◆ TASK
Take the data below and repeat it exactly.

◆ MATERIAL FOR THIS EXERCISE
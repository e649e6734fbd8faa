//! # Run History / 运行历史
//!
//! A bounded, oldest-first-evicted log of summaries, persisted as a JSON array.
//!
//! 有界的摘要日志，最旧的条目最先被淘汰，以 JSON 数组形式持久化。

use crate::core::summary::Summary;
use chrono::{DateTime, Local, SecondsFormat, Utc};
use serde::{Deserialize, Serialize, Serializer};
use std::collections::VecDeque;

/// One recorded run: a summary stamped with its capture time.
/// 一次记录的运行：带有捕获时间戳的摘要。
#[derive(Debug, Clone, PartialEq, Serialize, Deserialize)]
pub struct HistoryEntry {
    /// RFC 3339, UTC.
    pub timestamp: String,
    /// Capture date formatted for the configured locale.
    #[serde(default)]
    pub date: String,
    /// Capture time formatted for the configured locale.
    #[serde(default)]
    pub time: String,
    #[serde(flatten)]
    pub summary: Summary,
}

impl HistoryEntry {
    pub fn capture(summary: Summary, at: DateTime<Local>, locale: &str) -> Self {
        let (date_fmt, time_fmt) = locale_patterns(locale);
        Self {
            timestamp: at
                .with_timezone(&Utc)
                .to_rfc3339_opts(SecondsFormat::Millis, true),
            date: at.format(date_fmt).to_string(),
            time: at.format(time_fmt).to_string(),
            summary,
        }
    }
}

/// Date and time patterns matching how browsers render the given locale.
fn locale_patterns(locale: &str) -> (&'static str, &'static str) {
    let lang = locale.split(['-', '_']).next().unwrap_or(locale);
    match (lang, locale) {
        (_, "en-US") => ("%-m/%-d/%Y", "%-I:%M:%S %p"),
        ("en", _) => ("%d/%m/%Y", "%H:%M:%S"),
        ("es", _) | ("fr", _) | ("it", _) | ("pt", _) => ("%-d/%-m/%Y", "%H:%M:%S"),
        ("de", _) => ("%-d.%-m.%Y", "%H:%M:%S"),
        ("zh", _) | ("ja", _) => ("%Y/%-m/%-d", "%H:%M:%S"),
        _ => ("%Y-%m-%d", "%H:%M:%S"),
    }
}

/// Fixed-capacity FIFO of [`HistoryEntry`] values.
/// 固定容量的 [`HistoryEntry`] 先进先出队列。
#[derive(Debug, Clone)]
pub struct History {
    entries: VecDeque<HistoryEntry>,
    capacity: usize,
}

impl History {
    pub const DEFAULT_CAPACITY: usize = 30;

    /// A zero capacity is treated as one.
    pub fn with_capacity(capacity: usize) -> Self {
        let capacity = capacity.max(1);
        Self {
            entries: VecDeque::with_capacity(capacity),
            capacity,
        }
    }

    /// Builds a history from stored entries (oldest first), keeping only the
    /// newest `capacity` of them.
    pub fn from_entries(entries: Vec<HistoryEntry>, capacity: usize) -> Self {
        let mut history = Self::with_capacity(capacity);
        for entry in entries {
            history.push(entry);
        }
        history
    }

    /// Appends `entry`, evicting and returning the oldest entry when full.
    /// 追加 `entry`；若已满，则淘汰并返回最旧的条目。
    pub fn push(&mut self, entry: HistoryEntry) -> Option<HistoryEntry> {
        let evicted = if self.entries.len() == self.capacity {
            self.entries.pop_front()
        } else {
            None
        };
        self.entries.push_back(entry);
        evicted
    }

    pub fn len(&self) -> usize {
        self.entries.len()
    }

    pub fn is_empty(&self) -> bool {
        self.entries.is_empty()
    }

    pub fn capacity(&self) -> usize {
        self.capacity
    }

    pub fn latest(&self) -> Option<&HistoryEntry> {
        self.entries.back()
    }

    /// Entries from oldest to newest.
    pub fn iter(&self) -> impl DoubleEndedIterator<Item = &HistoryEntry> + ExactSizeIterator {
        self.entries.iter()
    }

    /// The `size` newest entries and the `size` entries before them, or
    /// `None` when fewer than `2 * size` entries are recorded.
    /// 最新的 `size` 个条目及其之前的 `size` 个条目；若记录少于 `2 * size` 个则返回 `None`。
    pub fn windows(&self, size: usize) -> Option<(Vec<&HistoryEntry>, Vec<&HistoryEntry>)> {
        if size == 0 || self.entries.len() < size * 2 {
            return None;
        }
        let start = self.entries.len() - size * 2;
        let previous = self.entries.range(start..start + size).collect();
        let recent = self.entries.range(start + size..).collect();
        Some((recent, previous))
    }
}

impl Serialize for History {
    fn serialize<S: Serializer>(&self, serializer: S) -> Result<S::Ok, S::Error> {
        serializer.collect_seq(&self.entries)
    }
}

#[cfg(test)]
mod tests {
    use super::*;
    use crate::core::units::{Percent, Seconds};
    use chrono::TimeZone;

    fn entry(total: u64) -> HistoryEntry {
        HistoryEntry {
            timestamp: format!("t{total}"),
            date: String::new(),
            time: String::new(),
            summary: Summary {
                total,
                passed: total,
                failed: 0,
                skipped: 0,
                flaky: 0,
                flaky_rate: Percent::new(0.0),
                pass_rate: Percent::new(100.0),
                duration: Seconds::new(1.0),
            },
        }
    }

    #[test]
    fn push_evicts_oldest_when_full() {
        let mut history = History::with_capacity(2);
        assert!(history.push(entry(1)).is_none());
        assert!(history.push(entry(2)).is_none());
        let evicted = history.push(entry(3)).unwrap();
        assert_eq!(evicted.summary.total, 1);
        assert_eq!(history.len(), 2);
        assert_eq!(history.latest().unwrap().summary.total, 3);
    }

    #[test]
    fn windows_split_recent_from_previous() {
        let history = History::from_entries((1..=12).map(entry).collect(), 30);
        let (recent, previous) = history.windows(5).unwrap();
        let totals = |w: &[&HistoryEntry]| w.iter().map(|e| e.summary.total).collect::<Vec<_>>();
        assert_eq!(totals(&recent), vec![8, 9, 10, 11, 12]);
        assert_eq!(totals(&previous), vec![3, 4, 5, 6, 7]);
        assert!(History::from_entries((1..=9).map(entry).collect(), 30).windows(5).is_none());
    }

    #[test]
    fn capture_formats_locale_date() {
        let at = Local.with_ymd_and_hms(2026, 3, 7, 9, 5, 2).unwrap();
        let e = HistoryEntry::capture(entry(1).summary, at, "es-PE");
        assert_eq!(e.date, "7/3/2026");
        assert_eq!(e.time, "09:05:02");
        let e = HistoryEntry::capture(entry(1).summary, at, "en-US");
        assert_eq!(e.date, "3/7/2026");
        assert_eq!(e.time, "9:05:02 AM");
    }

    #[test]
    fn serializes_as_flat_array() {
        let history = History::from_entries(vec![entry(4)], 30);
        let json = serde_json::to_value(&history).unwrap();
        assert_eq!(json[0]["total"], 4);
        assert_eq!(json[0]["passRate"], "100.0%");
        assert_eq!(json[0]["timestamp"], "t4");
    }
}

◆ ANSWER BELOW
repository e649e6734fbd8faa
//! # Run History / 运行历史
//!
//! A bounded, oldest-first-evicted log of summaries, persisted as a JSON array.
//!
//! 有界的摘要日志，最旧的条目最先被淘汰，以 JSON 数组形式持久化。

use crate::core::summary::Summary;
use chrono::{DateTime, Local, SecondsFormat, Utc};
use serde::{Deserialize, Serialize, Serializer};
use std::collections::VecDeque;

/// One recorded run: a summary stamped with its capture time.
/// 一次记录的运行：带有捕获时间戳的摘要。
#[derive(Debug, Clone, PartialEq, Serialize, Deserialize)]
pub struct HistoryEntry {
    /// RFC 3339, UTC.
    pub timestamp: String,
    /// Capture date formatted for the configured locale.
    #[serde(default)]
    pub date: String,
    /// Capture time formatted for the configured locale.
    #[serde(default)]
    pub time: String,
    #[serde(flatten)]
    pub summary: Summary,
}

impl HistoryEntry {
    pub fn capture(summary: Summary, at: DateTime<Local>, locale: &str) -> Self {
        let (date_fmt, time_fmt) = locale_patterns(locale);
        Self {
            timestamp: at
                .with_timezone(&Utc)
                .to_rfc3339_opts(SecondsFormat::Millis, true),
            date: at.format(date_fmt).to_string(),
            time: at.format(time_fmt).to_string(),
            summary,
        }
    }
}

/// Date and time patterns matching how browsers render the given locale.
fn locale_patterns(locale: &str) -> (&'static str, &'static str) {
    let lang = locale.split(['-', '_']).next().unwrap_or(locale);
    match (lang, locale) {
        (_, "en-US") => ("%-m/%-d/%Y", "%-I:%M:%S %p"),
        ("en", _) => ("%d/%m/%Y", "%H:%M:%S"),
        ("es", _) | ("fr", _) | ("it", _) | ("pt", _) => ("%-d/%-m/%Y", "%H:%M:%S"),
        ("de", _) => ("%-d.%-m.%Y", "%H:%M:%S"),
        ("zh", _) | ("ja", _) => ("%Y/%-m/%-d", "%H:%M:%S"),
        _ => ("%Y-%m-%d", "%H:%M:%S"),
    }
}

/// Fixed-capacity FIFO of [`HistoryEntry`] values.
/// 固定容量的 [`HistoryEntry`] 先进先出队列。
#[derive(Debug, Clone)]
pub struct History {
    entries: VecDeque<HistoryEntry>,
    capacity: usize,
}

impl History {
    pub const DEFAULT_CAPACITY: usize = 30;

    /// A zero capacity is treated as one.
    pub fn with_capacity(capacity: usize) -> Self {
        let capacity = capacity.max(1);
        Self {
            entries: VecDeque::with_capacity(capacity),
            capacity,
        }
    }

    /// Builds a history from stored entries (oldest first), keeping only the
    /// newest `capacity` of them.
    pub fn from_entries(entries: Vec<HistoryEntry>, capacity: usize) -> Self {
        let mut history = Self::with_capacity(capacity);
        for entry in entries {
            history.push(entry);
        }
        history
    }

    /// Appends `entry`, evicting and returning the oldest entry when full.
    /// 追加 `entry`；若已满，则淘汰并返回最旧的条目。
    pub fn push(&mut self, entry: HistoryEntry) -> Option<HistoryEntry> {
        let evicted = if self.entries.len() == self.capacity {
            self.entries.pop_front()
        } else {
            None
        };
        self.entries.push_back(entry);
        evicted
    }

    pub fn len(&self) -> usize {
        self.entries.len()
    }

    pub fn is_empty(&self) -> bool {
        self.entries.is_empty()
    }

    pub fn capacity(&self) -> usize {
        self.capacity
    }

    pub fn latest(&self) -> Option<&HistoryEntry> {
        self.entries.back()
    }

    /// Entries from oldest to newest.
    pub fn iter(&self) -> impl DoubleEndedIterator<Item = &HistoryEntry> + ExactSizeIterator {
        self.entries.iter()
    }

    /// The `size` newest entries and the `size` entries before them, or
    /// `None` when fewer than `2 * size` entries are recorded.
    /// 最新的 `size` 个条目及其之前的 `size` 个条目；若记录少于 `2 * size` 个则返回 `None`。
    pub fn windows(&self, size: usize) -> Option<(Vec<&HistoryEntry>, Vec<&HistoryEntry>)> {
        if size == 0 || self.entries.len() < size * 2 {
            return None;
        }
        let start = self.entries.len() - size * 2;
        let previous = self.entries.range(start..start + size).collect();
        let recent = self.entries.range(start + size..).collect();
        Some((recent, previous))
    }
}

impl Serialize for History {
    fn serialize<S: Serializer>(&self, serializer: S) -> Result<S::Ok, S::Error> {
        serializer.collect_seq(&self.entries)
    }
}

#[cfg(test)]
mod tests {
    use super::*;
    use crate::core::units::{Percent, Seconds};
    use chrono::TimeZone;

    fn entry(total: u64) -> HistoryEntry {
        HistoryEntry {
            timestamp: format!("t{total}"),
            date: String::new(),
            time: String::new(),
            summary: Summary {
                total,
                passed: total,
                failed: 0,
                skipped: 0,
                flaky: 0,
                flaky_rate: Percent::new(0.0),
                pass_rate: Percent::new(100.0),
                duration: Seconds::new(1.0),
            },
        }
    }

    #[test]
    fn push_evicts_oldest_when_full() {
        let mut history = History::with_capacity(2);
        assert!(history.push(entry(1)).is_none());
        assert!(history.push(entry(2)).is_none());
        let evicted = history.push(entry(3)).unwrap();
        assert_eq!(evicted.summary.total, 1);
        assert_eq!(history.len(), 2);
        assert_eq!(history.latest().unwrap().summary.total, 3);
    }

    #[test]
    fn windows_split_recent_from_previous() {
        let history = History::from_entries((1..=12).map(entry).collect(), 30);
        let (recent, previous) = history.windows(5).unwrap();
        let totals = |w: &[&HistoryEntry]| w.iter().map(|e| e.summary.total).collect::<Vec<_>>();
        assert_eq!(totals(&recent), vec![8, 9, 10, 11, 12]);
        assert_eq!(totals(&previous), vec![3, 4, 5, 6, 7]);
        assert!(History::from_entries((1..=9).map(entry).collect(), 30).windows(5).is_none());
    }

    #[test]
    fn capture_formats_locale_date() {
        let at = Local.with_ymd_and_hms(2026, 3, 7, 9, 5, 2).unwrap();
        let e = HistoryEntry::capture(entry(1).summary, at, "es-PE");
        assert_eq!(e.date, "7/3/2026");
        assert_eq!(e.time, "09:05:02");
        let e = HistoryEntry::capture(entry(1).summary, at, "en-US");
        assert_eq!(e.date, "3/7/2026");
        assert_eq!(e.time, "9:05:02 AM");
    }

    #[test]
    fn serializes_as_flat_array() {
        let history = History::from_entries(vec![entry(4)], 30);
        let json = serde_json::to_value(&history).unwrap();
        assert_eq!(json[0]["total"], 4);
        assert_eq!(json[0]["passRate"], "100.0%");
        assert_eq!(json[0]["timestamp"], "t4");
    }
}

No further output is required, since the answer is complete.